(ANN ARBOR, Mich.) — Simple blood tests offer telling signs of someone’s genetic risk for developing hereditary diseases such as breast cancer. But researchers say they have now identified the first mutation associated with a higher risk of developing prostate cancer.
Researchers analyzed more than 200 genes from 94 men with prostate cancer along with their families. Men within four of the families were found to have a mutation of the gene protein known as HOXB13.

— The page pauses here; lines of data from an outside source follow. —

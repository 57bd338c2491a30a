//! Rendering layer.
//!
//! Each function receives a `Surface` and an immutable view of the game
//! state.  No game logic is performed; this module only translates state
//! into drawing calls.

pub mod hud;
pub mod terminal;

use std::io;

use crossterm::style::Color;

use crate::entities::{Enemy, EnemyKind, GameState, Player, Projectile};
use crate::surface::{Font, Surface};

// ── Colour palette ────────────────────────────────────────────────────────────

const C_PLAYER: Color = Color::White;
const C_PROJECTILE: Color = Color::Yellow;
const C_ENEMY_ANGLER: Color = Color::Red;
const C_ENEMY_LIVES: Color = Color::Black;

const LIVES_FONT: Font = Font::new(20.0, "Helvetica");

// ── Public entry point ────────────────────────────────────────────────────────

/// Draw one complete frame: player, then HUD, then enemies on top.
pub fn draw_game<S: Surface>(surface: &mut S, state: &GameState) -> io::Result<()> {
    draw_player(surface, &state.player)?;
    hud::draw(surface, state)?;
    for enemy in &state.enemies {
        draw_enemy(surface, enemy)?;
    }
    Ok(())
}

// ── Entities ──────────────────────────────────────────────────────────────────

fn draw_player<S: Surface>(surface: &mut S, player: &Player) -> io::Result<()> {
    surface.fill_rect(player.bounds(), C_PLAYER)?;
    for projectile in &player.projectiles {
        draw_projectile(surface, projectile)?;
    }
    Ok(())
}

fn draw_projectile<S: Surface>(surface: &mut S, projectile: &Projectile) -> io::Result<()> {
    surface.fill_rect(projectile.bounds(), C_PROJECTILE)
}

fn enemy_color(kind: EnemyKind) -> Color {
    match kind {
        EnemyKind::Angler1 => C_ENEMY_ANGLER,
    }
}

/// Body plus remaining lives, written at the enemy's top-left corner.
fn draw_enemy<S: Surface>(surface: &mut S, enemy: &Enemy) -> io::Result<()> {
    surface.fill_rect(enemy.bounds(), enemy_color(enemy.kind))?;
    surface.fill_text(
        &enemy.lives.to_string(),
        enemy.x,
        enemy.y,
        &LIVES_FONT,
        C_ENEMY_LIVES,
    )
}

All 18 men within the four families who had prostate cancer also carried the HOXB13 gene mutation, according to the findings which were published Wednesday in the New England Journal of Medicine.
Researchers then compared gene results from nearly 7,000 European men, and found that those with prostate cancer had about 20 times the odds of carrying the mutation compared to men without prostate cancer.
“We found that the mutation was significantly more common in men with a family history and early diagnosis compared with men diagnosed later, after age 55, without a family,” Dr. Kathleen Cooney, professor of internal medicine and urology at the University of Michigan Medical School and study author, said in a public statement.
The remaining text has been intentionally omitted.